L’idea che stuzzica i developer di tecnologie 3D fin dalla diffusione di questo metodo di proiezione è sicuramente quella di riuscire a progettare degli schermi televisivi che riescano a trasmettere un’immagine in tre dimensioni senza l’utilizzo degli occhiali appositi.
Questo perché si sta cercando di portare l’utilizzo del 3D anche nella quotidianità degli utenti piuttosto che tenerlo relegato al mondo del grande schermo, e ciò è possibile soltanto dopo aver eliminato il fastidio di dover indossare ogni volta degli occhiali.

Xpand3D

L’Xpand3D è un sistema di visone stereoscopica che si propone come alternativa al Real ID.

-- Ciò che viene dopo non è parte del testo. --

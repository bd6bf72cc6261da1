//! Per-clip content validation pipeline.
//!
//! Drives one downloaded clip through
//! `raw -> transform -> crop -> validating -> finalize`. Cropping happens
//! before detection: detection accuracy is defined relative to the displayed
//! aspect ratio, so detecting on an uncropped frame would be meaningless.
//!
//! Every directory transition is an atomic rename, and the validating file
//! is tagged with the owning job id so two jobs racing on the same clip id
//! work on distinct files. The ledger write is the last step of finalize;
//! until then a crash leaves only files the sweep knows how to reclaim.

use std::path::{Path, PathBuf};
use std::sync::Arc;

use tracing::{info, warn};

use reel_clients::{ContentDetector, MediaToolkit};
use reel_models::JobId;
use reel_store::AssetLedger;

use crate::error::MediaResult;
use crate::fs_utils::{atomic_move, remove_if_exists};
use crate::layout::PoolLayout;

/// Validation tuning.
#[derive(Debug, Clone)]
pub struct ValidationConfig {
    /// Detector confidence at or above which content findings reject a clip
    pub confidence_threshold: f64,
    /// Aspect ratio the crop step enforces, e.g. "9:16"
    pub aspect: String,
}

impl Default for ValidationConfig {
    fn default() -> Self {
        Self {
            confidence_threshold: 0.5,
            aspect: "9:16".to_string(),
        }
    }
}

/// Outcome of validating one clip.
#[derive(Debug, Clone, PartialEq)]
pub enum ValidationVerdict {
    /// Clip is reusable; file now lives in the approved store.
    Approved { path: PathBuf },
    /// Clip was rejected and blacklisted.
    Rejected { reason: String },
}

/// The validation pipeline for downloaded clips.
pub struct ValidationPipeline {
    toolkit: Arc<dyn MediaToolkit>,
    detector: Arc<dyn ContentDetector>,
    ledger: Arc<dyn AssetLedger>,
    layout: PoolLayout,
    config: ValidationConfig,
}

impl ValidationPipeline {
    pub fn new(
        toolkit: Arc<dyn MediaToolkit>,
        detector: Arc<dyn ContentDetector>,
        ledger: Arc<dyn AssetLedger>,
        layout: PoolLayout,
        config: ValidationConfig,
    ) -> Self {
        Self {
            toolkit,
            detector,
            ledger,
            layout,
            config,
        }
    }

    /// Validate a raw download end to end.
    ///
    /// On success the approved file is in place and the ledger updated; on
    /// rejection every copy of the clip is gone and the clip id is
    /// blacklisted.
    pub async fn validate_clip(
        &self,
        job_id: &JobId,
        clip_id: &str,
        raw_path: &Path,
    ) -> MediaResult<ValidationVerdict> {
        let transform_path = self.layout.transform_path(clip_id);
        self.toolkit.normalize(raw_path, &transform_path).await?;

        // Aspect fix replaces the transformed file in place.
        self.toolkit
            .crop(&transform_path, &self.config.aspect)
            .await?;

        let validating_path = self.layout.validating_path(job_id, clip_id);
        atomic_move(&transform_path, &validating_path).await?;

        let detection = match self.detector.detect(&validating_path).await {
            Ok(detection) => detection,
            Err(e) => {
                // Put the file back where a re-run will find it before
                // surfacing the error.
                atomic_move(&validating_path, &transform_path).await?;
                return Err(e.into());
            }
        };

        if detection.is_unreadable() {
            // No decodable frames means a corrupt asset, whatever the
            // reported confidence says.
            warn!(clip_id, "Detector decoded zero frames, blacklisting clip");
            return self
                .finalize_reject(
                    job_id,
                    clip_id,
                    &validating_path,
                    raw_path,
                    "unreadable asset: zero frames decoded",
                    Some(detection.confidence),
                )
                .await;
        }

        if detection.has_content && detection.confidence >= self.config.confidence_threshold {
            let reason = format!(
                "unwanted content in {}/{} frames",
                detection.frames_with_content, detection.frames_processed
            );
            return self
                .finalize_reject(
                    job_id,
                    clip_id,
                    &validating_path,
                    raw_path,
                    &reason,
                    Some(detection.confidence),
                )
                .await;
        }

        self.finalize_accept(clip_id, &validating_path, raw_path, detection.confidence)
            .await
    }

    async fn finalize_accept(
        &self,
        clip_id: &str,
        validating_path: &Path,
        raw_path: &Path,
        confidence: f64,
    ) -> MediaResult<ValidationVerdict> {
        let approved_path = self.layout.approved_path(clip_id);
        atomic_move(validating_path, &approved_path).await?;
        self.ledger.add_approved(clip_id, Some(confidence)).await?;
        self.cleanup_earlier_stages(clip_id, raw_path).await;

        info!(clip_id, path = %approved_path.display(), "Clip approved");
        metrics::counter!("reel_validation_approved_total").increment(1);
        Ok(ValidationVerdict::Approved {
            path: approved_path,
        })
    }

    async fn finalize_reject(
        &self,
        job_id: &JobId,
        clip_id: &str,
        validating_path: &Path,
        raw_path: &Path,
        reason: &str,
        confidence: Option<f64>,
    ) -> MediaResult<ValidationVerdict> {
        remove_if_exists(validating_path).await?;
        self.cleanup_earlier_stages(clip_id, raw_path).await;
        self.ledger
            .add_rejected(clip_id, reason, confidence)
            .await?;

        info!(job_id = %job_id, clip_id, reason, "Clip rejected and blacklisted");
        metrics::counter!("reel_validation_rejected_total").increment(1);
        Ok(ValidationVerdict::Rejected {
            reason: reason.to_string(),
        })
    }

    /// Remove raw and transform copies of a clip. Best effort; the sweep
    /// reclaims anything left behind.
    async fn cleanup_earlier_stages(&self, clip_id: &str, raw_path: &Path) {
        if let Err(e) = remove_if_exists(raw_path).await {
            warn!(clip_id, "Failed to remove raw file: {}", e);
        }
        if let Err(e) = remove_if_exists(self.layout.transform_path(clip_id)).await {
            warn!(clip_id, "Failed to remove transform file: {}", e);
        }
        // Downloads with a different extension than the recorded raw path
        match self.layout.raw_files_for(clip_id).await {
            Ok(leftovers) => {
                for path in leftovers {
                    if let Err(e) = remove_if_exists(&path).await {
                        warn!(clip_id, "Failed to remove raw leftover: {}", e);
                    }
                }
            }
            Err(e) => warn!(clip_id, "Failed to scan raw dir: {}", e),
        }
    }
}

#[cfg(test)]
mod tests {
    use super::*;
    use async_trait::async_trait;
    use reel_clients::{ClientResult, Detection, MediaInfo};
    use reel_store::MemoryStore;
    use std::sync::Mutex;
    use tempfile::TempDir;

    /// Toolkit fake that moves bytes around like the real collaborator.
    struct FakeToolkit;

    #[async_trait]
    impl MediaToolkit for FakeToolkit {
        async fn probe(&self, _path: &Path) -> ClientResult<MediaInfo> {
            Ok(MediaInfo {
                duration: 10.0,
                width: None,
                height: None,
                fps: None,
            })
        }

        async fn normalize(&self, src: &Path, dst: &Path) -> ClientResult<MediaInfo> {
            tokio::fs::copy(src, dst).await.unwrap();
            self.probe(dst).await
        }

        async fn crop(&self, path: &Path, _aspect: &str) -> ClientResult<MediaInfo> {
            self.probe(path).await
        }

        async fn concat(&self, _inputs: &[PathBuf], dst: &Path) -> ClientResult<MediaInfo> {
            tokio::fs::write(dst, b"concat").await.unwrap();
            self.probe(dst).await
        }

        async fn compose(
            &self,
            _video: &Path,
            _audio: &Path,
            _subtitles: &Path,
            dst: &Path,
        ) -> ClientResult<MediaInfo> {
            tokio::fs::write(dst, b"composed").await.unwrap();
            self.probe(dst).await
        }

        async fn trim(&self, _src: &Path, dst: &Path, _duration: f64) -> ClientResult<MediaInfo> {
            tokio::fs::write(dst, b"trimmed").await.unwrap();
            self.probe(dst).await
        }
    }

    /// Detector fake returning a scripted verdict.
    struct FakeDetector {
        detection: Mutex<Detection>,
    }

    impl FakeDetector {
        fn returning(detection: Detection) -> Self {
            Self {
                detection: Mutex::new(detection),
            }
        }
    }

    #[async_trait]
    impl ContentDetector for FakeDetector {
        async fn detect(&self, _video_path: &Path) -> ClientResult<Detection> {
            Ok(self.detection.lock().unwrap().clone())
        }
    }

    struct Fixture {
        _dir: TempDir,
        layout: PoolLayout,
        ledger: Arc<MemoryStore>,
        raw_path: PathBuf,
    }

    async fn fixture() -> Fixture {
        let dir = TempDir::new().unwrap();
        let layout = PoolLayout::new(dir.path());
        layout.ensure_dirs().await.unwrap();

        let raw_path = layout.raw_dir().join("clip-1.webm");
        tokio::fs::write(&raw_path, b"raw bytes").await.unwrap();

        Fixture {
            _dir: dir,
            layout,
            ledger: Arc::new(MemoryStore::new()),
            raw_path,
        }
    }

    fn pipeline(fx: &Fixture, detection: Detection) -> ValidationPipeline {
        ValidationPipeline::new(
            Arc::new(FakeToolkit),
            Arc::new(FakeDetector::returning(detection)),
            fx.ledger.clone(),
            fx.layout.clone(),
            ValidationConfig::default(),
        )
    }

    fn clean_detection() -> Detection {
        Detection {
            has_content: false,
            confidence: 0.9,
            sample: None,
            frames_processed: 100,
            frames_with_content: 0,
        }
    }

    #[tokio::test]
    async fn test_accept_moves_to_approved_and_cleans_up() {
        let fx = fixture().await;
        let pipeline = pipeline(&fx, clean_detection());
        let job_id = JobId::new();

        let verdict = pipeline
            .validate_clip(&job_id, "clip-1", &fx.raw_path)
            .await
            .unwrap();

        let approved_path = fx.layout.approved_path("clip-1");
        assert_eq!(
            verdict,
            ValidationVerdict::Approved {
                path: approved_path.clone()
            }
        );
        assert!(approved_path.exists());
        assert!(fx.ledger.is_approved("clip-1").await.unwrap());

        // Exactly one copy remains, in approved/
        assert!(!fx.raw_path.exists());
        assert!(!fx.layout.transform_path("clip-1").exists());
        assert!(!fx.layout.validating_path(&job_id, "clip-1").exists());
    }

    #[tokio::test]
    async fn test_reject_deletes_everything_and_blacklists() {
        let fx = fixture().await;
        let pipeline = pipeline(
            &fx,
            Detection {
                has_content: true,
                confidence: 0.8,
                sample: Some("frame_3".into()),
                frames_processed: 50,
                frames_with_content: 12,
            },
        );
        let job_id = JobId::new();

        let verdict = pipeline
            .validate_clip(&job_id, "clip-1", &fx.raw_path)
            .await
            .unwrap();

        assert!(matches!(verdict, ValidationVerdict::Rejected { .. }));
        assert!(fx.ledger.is_rejected("clip-1").await.unwrap());
        assert!(!fx.ledger.is_approved("clip-1").await.unwrap());

        assert!(!fx.raw_path.exists());
        assert!(!fx.layout.transform_path("clip-1").exists());
        assert!(!fx.layout.validating_path(&job_id, "clip-1").exists());
        assert!(!fx.layout.approved_path("clip-1").exists());
    }

    #[tokio::test]
    async fn test_low_confidence_content_is_accepted() {
        let fx = fixture().await;
        let pipeline = pipeline(
            &fx,
            Detection {
                has_content: true,
                confidence: 0.3,
                sample: None,
                frames_processed: 50,
                frames_with_content: 2,
            },
        );

        let verdict = pipeline
            .validate_clip(&JobId::new(), "clip-1", &fx.raw_path)
            .await
            .unwrap();
        assert!(matches!(verdict, ValidationVerdict::Approved { .. }));
    }

    #[tokio::test]
    async fn test_zero_frames_rejects_regardless_of_confidence() {
        let fx = fixture().await;
        // has_content=false and sky-high confidence: still a rejection,
        // because nothing was actually decoded.
        let pipeline = pipeline(
            &fx,
            Detection {
                has_content: false,
                confidence: 0.99,
                sample: None,
                frames_processed: 0,
                frames_with_content: 0,
            },
        );

        let verdict = pipeline
            .validate_clip(&JobId::new(), "clip-1", &fx.raw_path)
            .await
            .unwrap();

        match verdict {
            ValidationVerdict::Rejected { reason } => {
                assert!(reason.contains("unreadable"));
            }
            other => panic!("expected rejection, got {other:?}"),
        }
        assert!(fx.ledger.is_rejected("clip-1").await.unwrap());
    }

    #[tokio::test]
    async fn test_concurrent_jobs_use_distinct_validating_files() {
        let fx = fixture().await;
        let job_a = JobId::new();
        let job_b = JobId::new();

        let path_a = fx.layout.validating_path(&job_a, "clip-1");
        let path_b = fx.layout.validating_path(&job_b, "clip-1");
        assert_ne!(path_a, path_b);
    }
}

La tecnologia utilizzata è sostanzialmente differente rispetto a quella del Real ID: le due lenti che compongono gli occhiali Xpand3D non sono silver screens come quelli dei vecchi visori 3D ma sono vere e proprie lenti a cristalli liquidi, che hanno il pregio di eliminare tutti i disturbi di rifrazione luminosa.
Gli occhiali si fregiano di un funzionamento a oscuramento alternato: gli occhiali, tramite un segnale infrarosso trasmesso nella sala in cui il film viene proiettato, gestiscono l’oscuramento prima di una e poi dell’altra lente, andando ad indirizzare i frame in modo alternato agli occhi, così da rendere sincronizzata l’immagine da trasmettere.